Students this semester have noticed a new section on their syllabi: the minimum number of hours they are expected to spend on coursework in and out of class.
Officials and faculty members recommended a policy this summer that asks professors to include the minimum numbers of hours students are expected to spend on each course outside of the classroom on their syllabi. This new policy is in response to updated requirements from the University’s accrediting agency, which is set to review GW in 2018, University spokeswoman Maralee Csellar said in an email.
As the University begins its reaccreditation process, officials have been working on adhering to the requirements set by the Middle States Commission on Higher Education, the agency that accredits GW. One of the requirements is proving that a course adheres to the U.S. Department of Education’s definition of a course hour, which includes the specific number of hours students are expected to spend in and out of class, Csellar said.
“These general guidelines are just that: general and guidelines. But they should give students a sense of how much time they should plan to commit to courses,” Csellar said. “They are also a reminder to faculty about how much work they should expect of their students.”

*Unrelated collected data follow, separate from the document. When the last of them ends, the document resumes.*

//! Student repository contract and SQLite implementation.
//!
//! # Responsibility
//! - Provide stable CRUD APIs over the `students` table, scoped to a class.
//! - Own atomic roster replacement (`replace_roster`) used to seed a class
//!   from a template.
//!
//! # Invariants
//! - Listing is active-only by default, ordered by creation time.
//! - `replace_roster` tombstones the active roster and inserts the new one
//!   in a single transaction.
//! - `upsert` lands rows by id so pull preserves remote identity.

use crate::model::class::ClassId;
use crate::model::student::{Student, StudentId};
use crate::repo::{
    bool_to_int, ensure_connection_ready, int_to_bool, parse_uuid, RepoError, RepoResult,
};
use rusqlite::{params, Connection, Row};

const STUDENT_SELECT_SQL: &str = "SELECT
    id,
    class_id,
    roll_number,
    name,
    is_deleted,
    deleted_at,
    created_at,
    updated_at
FROM students";

/// Repository interface for student persistence.
pub trait StudentRepository {
    /// Inserts a new student row and returns its stable id.
    fn create(&self, student: &Student) -> RepoResult<StudentId>;
    /// Gets one student by id with optional tombstone visibility.
    fn get(&self, id: StudentId, include_deleted: bool) -> RepoResult<Option<Student>>;
    /// Finds the active student with this roll number in one class.
    fn find_active_by_roll(&self, class_id: ClassId, roll_number: &str)
        -> RepoResult<Option<Student>>;
    /// Lists a class's students in creation order.
    fn list_for_class(&self, class_id: ClassId, include_deleted: bool)
        -> RepoResult<Vec<Student>>;
    /// Renames an existing active student in place. The id must not change.
    fn rename(&self, id: StudentId, new_name: &str) -> RepoResult<()>;
    /// Tombstones one active student.
    fn soft_delete(&self, id: StudentId) -> RepoResult<()>;
    /// Replaces the active roster of a class in one transaction: tombstones
    /// every active student, then inserts the provided roster.
    fn replace_roster(&self, class_id: ClassId, roster: &[Student]) -> RepoResult<()>;
    /// Inserts or updates a row by id, preserving the caller's identity and
    /// the local `created_at` when the row already exists.
    fn upsert(&self, student: &Student) -> RepoResult<()>;
}

/// SQLite-backed student repository.
pub struct SqliteStudentRepository<'conn> {
    conn: &'conn Connection,
}

impl<'conn> SqliteStudentRepository<'conn> {
    /// Constructs a repository from a migrated/ready connection.
    pub fn try_new(conn: &'conn Connection) -> RepoResult<Self> {
        ensure_connection_ready(
            conn,
            &[(
                "students",
                &[
                    "id",
                    "class_id",
                    "roll_number",
                    "name",
                    "is_deleted",
                    "deleted_at",
                    "created_at",
                    "updated_at",
                ],
            )],
        )?;
        Ok(Self { conn })
    }

    fn insert(&self, conn: &Connection, student: &Student) -> RepoResult<()> {
        conn.execute(
            "INSERT INTO students (
                id,
                class_id,
                roll_number,
                name,
                is_deleted,
                deleted_at,
                created_at,
                updated_at
            ) VALUES (?1, ?2, ?3, ?4, ?5, ?6, ?7, ?8);",
            params![
                student.id.to_string(),
                student.class_id.to_string(),
                student.roll_number.as_str(),
                student.name.as_str(),
                bool_to_int(student.is_deleted),
                student.deleted_at,
                student.created_at,
                student.updated_at,
            ],
        )?;
        Ok(())
    }
}

impl StudentRepository for SqliteStudentRepository<'_> {
    fn create(&self, student: &Student) -> RepoResult<StudentId> {
        self.insert(self.conn, student)?;
        Ok(student.id)
    }

    fn get(&self, id: StudentId, include_deleted: bool) -> RepoResult<Option<Student>> {
        let mut stmt = self.conn.prepare(&format!(
            "{STUDENT_SELECT_SQL}
             WHERE id = ?1
               AND (?2 = 1 OR is_deleted = 0);"
        ))?;

        let mut rows = stmt.query(params![id.to_string(), bool_to_int(include_deleted)])?;
        if let Some(row) = rows.next()? {
            return Ok(Some(parse_student_row(row)?));
        }

        Ok(None)
    }

    fn find_active_by_roll(
        &self,
        class_id: ClassId,
        roll_number: &str,
    ) -> RepoResult<Option<Student>> {
        let mut stmt = self.conn.prepare(&format!(
            "{STUDENT_SELECT_SQL}
             WHERE class_id = ?1
               AND roll_number = ?2
               AND is_deleted = 0;"
        ))?;

        let mut rows = stmt.query(params![class_id.to_string(), roll_number])?;
        if let Some(row) = rows.next()? {
            return Ok(Some(parse_student_row(row)?));
        }

        Ok(None)
    }

    fn list_for_class(
        &self,
        class_id: ClassId,
        include_deleted: bool,
    ) -> RepoResult<Vec<Student>> {
        let mut stmt = self.conn.prepare(&format!(
            "{STUDENT_SELECT_SQL}
             WHERE class_id = ?1
               AND (?2 = 1 OR is_deleted = 0)
             ORDER BY created_at ASC, id ASC;"
        ))?;

        let mut rows = stmt.query(params![class_id.to_string(), bool_to_int(include_deleted)])?;
        let mut students = Vec::new();
        while let Some(row) = rows.next()? {
            students.push(parse_student_row(row)?);
        }

        Ok(students)
    }

    fn rename(&self, id: StudentId, new_name: &str) -> RepoResult<()> {
        let changed = self.conn.execute(
            "UPDATE students
             SET
                name = ?2,
                updated_at = (strftime('%s', 'now') * 1000)
             WHERE id = ?1
               AND is_deleted = 0;",
            params![id.to_string(), new_name],
        )?;

        if changed == 0 {
            return Err(RepoError::StudentNotFound(id));
        }

        Ok(())
    }

    fn soft_delete(&self, id: StudentId) -> RepoResult<()> {
        let changed = self.conn.execute(
            "UPDATE students
             SET
                is_deleted = 1,
                deleted_at = (strftime('%s', 'now') * 1000),
                updated_at = (strftime('%s', 'now') * 1000)
             WHERE id = ?1
               AND is_deleted = 0;",
            [id.to_string()],
        )?;

        if changed == 0 {
            return Err(RepoError::StudentNotFound(id));
        }

        Ok(())
    }

    fn replace_roster(&self, class_id: ClassId, roster: &[Student]) -> RepoResult<()> {
        for student in roster {
            if student.class_id != class_id {
                return Err(RepoError::InvalidData(format!(
                    "roster student {} belongs to class {}, expected {class_id}",
                    student.id, student.class_id
                )));
            }
        }

        let tx = self.conn.unchecked_transaction()?;

        tx.execute(
            "UPDATE students
             SET
                is_deleted = 1,
                deleted_at = (strftime('%s', 'now') * 1000),
                updated_at = (strftime('%s', 'now') * 1000)
             WHERE class_id = ?1
               AND is_deleted = 0;",
            [class_id.to_string()],
        )?;

        for student in roster {
            self.insert(&tx, student)?;
        }

        tx.commit()?;
        Ok(())
    }

    fn upsert(&self, student: &Student) -> RepoResult<()> {
        self.conn.execute(
            "INSERT INTO students (
                id,
                class_id,
                roll_number,
                name,
                is_deleted,
                deleted_at,
                created_at,
                updated_at
            ) VALUES (?1, ?2, ?3, ?4, ?5, ?6, ?7, ?8)
            ON CONFLICT(id) DO UPDATE SET
                class_id = excluded.class_id,
                roll_number = excluded.roll_number,
                name = excluded.name,
                is_deleted = excluded.is_deleted,
                deleted_at = excluded.deleted_at,
                updated_at = excluded.updated_at;",
            params![
                student.id.to_string(),
                student.class_id.to_string(),
                student.roll_number.as_str(),
                student.name.as_str(),
                bool_to_int(student.is_deleted),
                student.deleted_at,
                student.created_at,
                student.updated_at,
            ],
        )?;

        Ok(())
    }
}

fn parse_student_row(row: &Row<'_>) -> RepoResult<Student> {
    let id_text: String = row.get("id")?;
    let class_text: String = row.get("class_id")?;

    Ok(Student {
        id: parse_uuid(&id_text, "students", "id")?,
        class_id: parse_uuid(&class_text, "students", "class_id")?,
        roll_number: row.get("roll_number")?,
        name: row.get("name")?,
        is_deleted: int_to_bool(row.get("is_deleted")?, "students", "is_deleted")?,
        deleted_at: row.get("deleted_at")?,
        created_at: row.get("created_at")?,
        updated_at: row.get("updated_at")?,
    })
}
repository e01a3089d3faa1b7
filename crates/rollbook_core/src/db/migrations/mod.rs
//! SQLite migration registry and executor.
//!
//! # Responsibility
//! - Register schema migrations in strictly increasing order.
//! - Apply pending migrations atomically.
//!
//! # Invariants
//! - `version` values must remain monotonic.
//! - Applied migration version is mirrored to `PRAGMA user_version`.

use crate::db::{DbError, DbResult};
use rusqlite::Connection;

#[derive(Debug, Clone, Copy)]
struct Migration {
    version: u32,
    sql: &'static str,
}

const MIGRATIONS: &[Migration] = &[Migration {
    version: 1,
    sql: include_str!("0001_init.sql"),
}];

/// Returns the latest migration version known by this binary.
pub fn latest_version() -> u32 {
    MIGRATIONS.last().map_or(0, |migration| migration.version)
}

/// Applies all pending migrations on the provided connection.
pub fn apply_migrations(conn: &mut Connection) -> DbResult<()> {
    let current_version = current_user_version(conn)?;
    let latest = latest_version();

    if current_version > latest {
        return Err(DbError::UnsupportedSchemaVersion {
            db_version: current_version,
            latest_supported: latest,
        });
    }

    if current_version == latest {
        return Ok(());
    }

    let tx = conn.transaction()?;
    for migration in MIGRATIONS {
        if migration.version <= current_version {
            continue;
        }

        tx.execute_batch(migration.sql)?;
        tx.execute_batch(&format!("PRAGMA user_version = {};", migration.version))?;
    }
    tx.commit()?;

    Ok(())
}

fn current_user_version(conn: &Connection) -> DbResult<u32> {
    let version = conn.query_row("PRAGMA user_version;", [], |row| row.get::<_, u32>(0))?;
    Ok(version)
}
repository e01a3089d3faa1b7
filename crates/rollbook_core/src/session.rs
//! Session identity seam.
//!
//! The identity/authentication provider is an external collaborator; the
//! core consumes it only through `current_user_id`. Every identity-dependent
//! write checks this seam and fails with `NotAuthenticated` when no account
//! is active.

use crate::model::class::OwnerId;

/// Capability handed in by the host: who is signed in right now, if anyone.
pub trait SessionProvider: Send + Sync {
    /// Returns the active account id, or `None` when signed out.
    fn current_user_id(&self) -> Option<OwnerId>;
}

/// Fixed-identity provider for hosts with a single local account and for
/// tests.
#[derive(Debug, Clone, Copy, Default)]
pub struct StaticSession {
    user_id: Option<OwnerId>,
}

impl StaticSession {
    /// A session signed in as `user_id`.
    pub fn signed_in(user_id: OwnerId) -> Self {
        Self {
            user_id: Some(user_id),
        }
    }

    /// A signed-out session.
    pub fn signed_out() -> Self {
        Self { user_id: None }
    }
}

impl SessionProvider for StaticSession {
    fn current_user_id(&self) -> Option<OwnerId> {
        self.user_id
    }
}
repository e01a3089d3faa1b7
use rollbook_core::db::migrations::latest_version;
use rollbook_core::db::{open_db, open_db_in_memory, DbError};
use rusqlite::Connection;

#[test]
fn open_db_in_memory_applies_all_migrations() {
    let conn = open_db_in_memory().unwrap();

    assert_eq!(schema_version(&conn), latest_version());
    assert_table_exists(&conn, "classes");
    assert_table_exists(&conn, "students");
    assert_table_exists(&conn, "attendance");
    assert_table_exists(&conn, "sync_state");
}

#[test]
fn sync_state_is_seeded_with_single_empty_row() {
    let conn = open_db_in_memory().unwrap();

    let (count, last): (i64, Option<i64>) = conn
        .query_row(
            "SELECT COUNT(*), MAX(last_synced_at) FROM sync_state;",
            [],
            |row| Ok((row.get(0)?, row.get(1)?)),
        )
        .unwrap();
    assert_eq!(count, 1);
    assert!(last.is_none());
}

#[test]
fn opening_same_database_twice_is_idempotent() {
    let dir = tempfile::tempdir().unwrap();
    let path = dir.path().join("rollbook.db");

    let conn_first = open_db(&path).unwrap();
    assert_eq!(schema_version(&conn_first), latest_version());
    drop(conn_first);

    let conn_second = open_db(&path).unwrap();
    assert_eq!(schema_version(&conn_second), latest_version());
    assert_table_exists(&conn_second, "classes");
}

#[test]
fn opening_database_with_newer_schema_version_returns_error() {
    let dir = tempfile::tempdir().unwrap();
    let path = dir.path().join("future.db");

    let conn = Connection::open(&path).unwrap();
    conn.execute_batch("PRAGMA user_version = 999;").unwrap();
    drop(conn);

    let err = open_db(&path).unwrap_err();
    match err {
        DbError::UnsupportedSchemaVersion {
            db_version,
            latest_supported,
        } => {
            assert_eq!(db_version, 999);
            assert_eq!(latest_supported, latest_version());
        }
        other => panic!("unexpected error: {other}"),
    }
}

#[test]
fn attendance_rejects_unknown_status_values() {
    let conn = open_db_in_memory().unwrap();

    conn.execute(
        "INSERT INTO classes (id, owner_id, name, is_deleted, created_at, updated_at)
         VALUES ('c1', NULL, 'Math', 0, 1, 1);",
        [],
    )
    .unwrap();
    conn.execute(
        "INSERT INTO students (id, class_id, roll_number, name, is_deleted, created_at, updated_at)
         VALUES ('s1', 'c1', '01', 'Ada', 0, 1, 1);",
        [],
    )
    .unwrap();

    let err = conn
        .execute(
            "INSERT INTO attendance
                 (id, student_id, class_id, date, status, created_at, updated_at)
             VALUES ('a1', 's1', 'c1', '2025-03-10', 'absent', 1, 1);",
            [],
        )
        .unwrap_err();
    assert!(err.to_string().contains("CHECK"));
}

fn schema_version(conn: &Connection) -> u32 {
    conn.query_row("PRAGMA user_version;", [], |row| row.get(0))
        .unwrap()
}

fn assert_table_exists(conn: &Connection, table_name: &str) {
    let exists: i64 = conn
        .query_row(
            "SELECT EXISTS(
                SELECT 1
                FROM sqlite_master
                WHERE type = 'table' AND name = ?1
            );",
            [table_name],
            |row| row.get(0),
        )
        .unwrap();
    assert_eq!(exists, 1, "table {table_name} does not exist");
}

Csellar said what constitutes a course hour has changed as new types of courses, like online courses, increase in popularity. Accrediting bodies are more likely to request documentation of the ways in which a university’s courses follow the course hour definition, she said.
Officials formed a committee with faculty representatives from each of GW’s 10 schools over the summer to create a policy that follows the U.S. Department of Education’s definition of course hours. The policy is now being “vetted” by a variety of University groups, she said.
The Faculty Senate has previously passed a resolution asking professors to upload syllabi for courses so that students could know courses’ basic expectations before registering, at the urging of student leaders.
Harvey Feigenbaum, a professor of political science and international affairs, said in an email that including this information on syllabi probably won’t impact how much time students actually spend on coursework.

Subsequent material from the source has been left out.